O HOMEM QUE FEZ UM BOI VOAR

 

No tempo de antigamente, quando as empregadas domésticas passavam férias na Disney (pra desespero de gente como Paulo Guedes), Loprefâncio Caparros também cometia a extravagância de fazer seus passeios. O presente caso lhe foi contado por um guia turístico, quando visitou Recife. A narrativa aqui é feita em forma de cordel, um cordel afolosado, modesta homenagem à terra natal de La Belle de Jour do Alceu, o Valença.

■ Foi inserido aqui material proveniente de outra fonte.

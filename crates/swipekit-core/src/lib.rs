//! Shared types, constants and errors for the swipekit workspace.
//!
//! Everything here is free of I/O and async so that the track parser, the
//! hardware layer and the session can all depend on it.

pub mod constants;
pub mod error;
pub mod types;

pub use error::{Error, Result};
pub use types::*;

/// Version info
pub const VERSION: &str = env!("CARGO_PKG_VERSION");
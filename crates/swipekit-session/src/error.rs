//! Error types for session operations.

use swipekit_hardware::{HardwareError, TaskStatus};

/// Result type alias for session operations.
pub type Result<T> = std::result::Result<T, SessionError>;

/// Errors returned to the caller of a session operation.
///
/// Parse failures never appear here; they are published as swipe-error
/// events instead.
#[derive(Debug, thiserror::Error)]
pub enum SessionError {
    /// A swipe was requested before the session was activated.
    #[error("Reader is not activated")]
    NotActivated,

    /// The reader refused to start its connection task.
    #[error("Activation rejected: {status}")]
    ActivationRejected { status: TaskStatus },

    /// The reader refused the swipe request.
    #[error("Swipe request rejected: {status}")]
    SwipeRejected { status: TaskStatus },

    /// The reader could not be opened.
    #[error("Hardware error: {0}")]
    Hardware(#[from] HardwareError),

    /// Illegal state change; indicates a bug in the session.
    #[error(transparent)]
    State(#[from] swipekit_core::Error),

    /// The session worker has stopped.
    #[error("Session is closed")]
    SessionClosed,
}

impl SessionError {
    /// Returns `true` for errors that callers may treat as an expected outcome.
    pub fn is_soft(&self) -> bool {
        matches!(self, Self::NotActivated)
    }

    /// Status code carried by a rejection, if any.
    pub fn status(&self) -> Option<TaskStatus> {
        match self {
            Self::ActivationRejected { status } | Self::SwipeRejected { status } => Some(*status),
            _ => None,
        }
    }
}

#[cfg(test)]
mod tests {
    use super::*;

    #[test]
    fn test_not_activated_is_soft() {
        assert!(SessionError::NotActivated.is_soft());
        assert!(!SessionError::SessionClosed.is_soft());
        assert!(
            !SessionError::ActivationRejected {
                status: TaskStatus::MonoAudio
            }
            .is_soft()
        );
    }

    #[test]
    fn test_rejection_messages_include_status() {
        let error = SessionError::ActivationRejected {
            status: TaskStatus::LowVolume,
        };
        assert_eq!(
            error.to_string(),
            "Activation rejected: Device playback volume is too low."
        );
        assert_eq!(error.status(), Some(TaskStatus::LowVolume));

        let error = SessionError::SwipeRejected {
            status: TaskStatus::Other(-7),
        };
        assert_eq!(
            error.to_string(),
            "Swipe request rejected: Unrecognized status code -7"
        );
    }

    #[test]
    fn test_hardware_error_conversion() {
        let error: SessionError = HardwareError::initialization_failed("no audio route").into();
        assert!(matches!(error, SessionError::Hardware(_)));
        assert_eq!(error.status(), None);
    }
}
//! Messages between the view and the navigator, plus the URI forms used for
//! image resources and the clipboard.

use std::path::{Path, PathBuf};

use serde::{Deserialize, Serialize};

use crate::registry::ViewId;
use crate::view::ViewModel;

/// URI scheme the view loads image bytes from.
pub const RESOURCE_SCHEME: &str = "imgnav-file";

/// Everything the view can ask for. Closed set, dispatched exhaustively.
#[derive(Debug, Clone, Copy, PartialEq, Eq, Serialize, Deserialize)]
#[serde(rename_all = "camelCase")]
pub enum Command {
    NextImage,
    PrevImage,
    NextFolder,
    PrevFolder,
    DeleteImage,
    CopyImage,
    RotateImage,
    ResetZoom,
}

/// Pushed from the navigator to the view.
#[derive(Debug, Clone, Copy, PartialEq, Eq, Serialize, Deserialize)]
#[serde(rename_all = "camelCase")]
pub enum Notification {
    Rotate,
    ResetZoom,
    OperationComplete,
}

/// One JSON line read by the bridge.
#[derive(Debug, Clone, PartialEq, Deserialize)]
#[serde(tag = "kind", rename_all = "camelCase")]
pub enum Inbound {
    Open {
        path: PathBuf,
    },
    Close {
        view: ViewId,
    },
    Focus {
        view: ViewId,
    },
    /// A view posted a command tag. Without `view` the active view is meant.
    #[serde(rename = "command")]
    Invoke {
        #[serde(default)]
        view: Option<ViewId>,
        command: Command,
    },
    /// A host command id such as `imgnav.next`, run on the active view.
    Execute {
        id: String,
    },
    Confirm {
        answer: bool,
    },
}

/// One JSON line written by the bridge.
#[derive(Debug, Clone, PartialEq, Serialize)]
#[serde(tag = "kind", rename_all = "camelCase")]
pub enum Outbound {
    Opened { view: ViewId },
    Render { view: ViewId, model: ViewModel },
    Close { view: ViewId },
    Notify { view: ViewId, notification: Notification },
    Info { message: String },
    Error { message: String },
    Confirm { view: ViewId, path: PathBuf },
}

/// `imgnav-file://localhost/<encoded path>`
pub fn resource_uri(path: &Path) -> String {
    format!(
        "{}://localhost/{}",
        RESOURCE_SCHEME,
        urlencoding::encode(&path.to_string_lossy())
    )
}

/// `file://` URI with each path segment percent-encoded.
pub fn file_uri(path: &Path) -> String {
    let raw = path.to_string_lossy().replace('\\', "/");
    let encoded: Vec<String> = raw
        .split('/')
        .map(|seg| urlencoding::encode(seg).into_owned())
        .collect();
    let joined = encoded.join("/");
    if joined.starts_with('/') {
        format!("file://{}", joined)
    } else {
        format!("file:///{}", joined)
    }
}
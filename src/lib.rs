pub mod bridge;
pub mod clipboard;
pub mod config;
pub mod error;
pub mod fs;
pub mod host;
pub mod media;
pub mod protocol;
pub mod registry;
pub mod scanner;
pub mod session;
pub mod terminal;
pub mod view;

use std::io::{self, BufReader};
use std::path::PathBuf;
use std::sync::Arc;

use anyhow::{bail, Context};
use clap::{Parser, Subcommand};
use tracing::debug;
use tracing_subscriber::EnvFilter;

use crate::bridge::Bridge;
use crate::config::Config;
use crate::fs::DiskFs;
use crate::registry::Registry;
use crate::terminal::Terminal;

const VERSION: &str = concat!(env!("CARGO_PKG_VERSION"), " (", env!("GIT_HASH"), ")");

#[derive(Parser, Debug)]
#[command(name = "imgnav", version = VERSION, about = "Step through the images of a folder")]
struct Cli {
    /// Enable debug logging
    #[arg(short = 'd', long, global = true)]
    debug: bool,

    /// Config file (default: platform config dir)
    #[arg(long, global = true)]
    config: Option<PathBuf>,

    /// Speak JSON lines on stdin/stdout instead of the terminal prompt
    #[arg(long)]
    bridge: bool,

    #[command(subcommand)]
    command: Option<Commands>,

    /// Images to open, one view each
    #[arg(trailing_var_arg = true)]
    paths: Vec<PathBuf>,
}

#[derive(Subcommand, Debug)]
enum Commands {
    /// Print the sorted image list of a directory
    List { dir: PathBuf },
    /// Print version and build hash
    Version,
}

fn init_logging(debug: bool) {
    let filter = EnvFilter::try_from_default_env()
        .unwrap_or_else(|_| EnvFilter::new(if debug { "debug" } else { "info" }));
    tracing_subscriber::fmt()
        .with_env_filter(filter)
        .with_target(false)
        .with_writer(io::stderr)
        .init();
}

pub fn run() -> anyhow::Result<()> {
    let cli = Cli::parse();
    init_logging(cli.debug);

    match cli.command {
        Some(Commands::Version) => {
            println!("imgnav {}", VERSION);
            return Ok(());
        }
        Some(Commands::List { dir }) => {
            let images = scanner::list_images(&DiskFs, &dir)
                .with_context(|| format!("cannot list {}", dir.display()))?;
            for path in images {
                println!("{}", path.display());
            }
            return Ok(());
        }
        None => {}
    }

    let config = Config::load(cli.config.as_deref());
    debug!(?config, "config loaded");
    let registry = Arc::new(Registry::new(DiskFs, config.zoom));

    if cli.bridge {
        let bridge = Arc::new(Bridge::new(io::stdout()));
        for path in &cli.paths {
            registry.open(path, &*bridge);
        }
        bridge.run(&registry, io::stdin().lock())?;
        return Ok(());
    }

    let term = Terminal::new(BufReader::new(io::stdin()), io::stdout(), &config);
    for path in &cli.paths {
        registry.open(path, &term);
    }
    if registry.is_empty() {
        bail!("nothing to show (pass one or more image paths)");
    }
    term.run(&registry)?;
    Ok(())
}
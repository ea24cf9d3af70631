use std::io;
use std::path::PathBuf;

use thiserror::Error;

/// Failure of a single navigator call. Never fatal to the session; the
/// dispatcher reports it and the user re-triggers the action.
#[derive(Debug, Error)]
pub enum NavError {
    #[error("cannot list {}: {source}", .path.display())]
    List {
        path: PathBuf,
        #[source]
        source: io::Error,
    },

    #[error("cannot stat {}: {source}", .path.display())]
    Stat {
        path: PathBuf,
        #[source]
        source: io::Error,
    },

    #[error("failed to delete {}: {source}", .path.display())]
    Delete {
        path: PathBuf,
        #[source]
        source: io::Error,
    },

    #[error("failed to copy path: {0}")]
    Clipboard(String),
}

impl NavError {
    pub fn list(path: impl Into<PathBuf>, source: io::Error) -> Self {
        NavError::List {
            path: path.into(),
            source,
        }
    }

    pub fn stat(path: impl Into<PathBuf>, source: io::Error) -> Self {
        NavError::Stat {
            path: path.into(),
            source,
        }
    }
}

pub type NavResult<T> = Result<T, NavError>;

Vou contar uma coisa procê

pedindo a devida atenção

não sei se é de seu conhecimento

já que o fato se deu por volta de mil e seiscento

no tempo da colonização.

 

Corria 1630 quando uma tropa holandesa

aportou pras bandas de Pernambuco

botando todo mundo pra correr sob mira de trabuco

suspendendo assim a dominação portuguesa.

 

Instalou-se ali a Companhia das Índias Ocidentais

E seu objetivo era exportar açúcar a peso de ouro

sendo aquilo então uma raridade, um tesouro

com os ‘camisas-laranja’ querendo cada vez mais.

 

Para administrar aquela operação

de modo que tudo saísse a contento e não fosse mal

julgaram por bem contratar os serviços de um alemão

que respondia pelo nome de João Maurício de Nassau.

 

Esse galego era um cabra tinhoso, empreendedor, inteligente:

exportando açúcar, atendeu aos interesses da Companhia

e para a cidade de Recife, cuidou de fazer melhoria

deixando todo mundo contente.

 

Mas o ser humano, metido a cavalo do cão,

com o que tem nunca se satisfaz

estando sempre na contramão

não dá valor ao que ficou para trás.

 

Recife é uma cidade formada por ilhas

carecendo de pontes para ligar uma às demais

sem as quais, pais não podem ver as filhas

sem as quais, filhos não podem ver os pais.

 

Maurício, cabra da pêia, quis uma ponte erguer

mas o dinheiro lhe faltou quando estava no meio do caminho.

E aquela situação de rosca quase põe tudo a perder

com a mundiça a mangar sem dó ou carinho:

 

- É mais fácil um boi voar

do que Maurício sua ponte terminar.

 

Aquilo mexeu com os brios do alemão

deixando-o mais vermelho que maduro pimentão.

Falou: Eles hão de ver a obra terminar!

E assim ele fez com sacrifício a construção

Até ficar  pronta para inauguração.

 

- Não só vocês estão vendo a ponte acabar

como terão oportunidade de ver um boi voar -

Disse mais aquele atrevido fanfarrão.

 

Durante o dia, circulou com um boi pela cidade

o boi do Melchior, conhecido pela mansidão

despertando entre todos natural curiosidade.

E todos começaram a se perguntar:

- Será que ele é mesmo capaz de fazer um boi voar?

 

Maurício fez cobrar pedágio dos curiosos moradores

inaugurando uma prática corriqueira depois entre governadores.

(Arrecadou 20.800 florins segundo nota de historiadores.)

 

Quando a tarde chegou, ele se recolheu aos seus aposentos

e, tendo preparado de antemão um boi empalhado,

fez com que ele deslizasse numa corda até o outro lado

fato que deixou todo mundo tabacudo, abilolado.

 

Tinha Maurício, por experiência europeia,

conhecimento do ditado que dizia:

“À noite, todos os gatos são pardos – exceção pro angorá”.

 

Pode você perguntar: “De onde Maurício tirou a ideia

de que naquele ditado do gato, angorá não cabia?”

Ora, ele responderia, é preciso avaliar as coisas com atenção

pois é dito e revisado que toda regra tem uma exceção

e o gato angorá não está aí por aresia nem por enrolação.

 

Ele põe um ponto final nessa prosa

antes que comece a esfriar

contando as aventuras de um homem

que, mesmo comendo brocha, pôs um boi pra voar.

Vocabulário Pernambuquês: Afolosado: frouxo / Galego: pessoa loura ou alourada / Metido a cavalo do cão: metido a besta / Cabra da pêia: corajoso / Situação de rosca: situação difícil de sair / Mundiça: povão, ralé / Mangar: zombar / Tabacudo: bobo, besta / Aresia: conversa fiada, jogada fora / Comendo brocha: passando por apuros.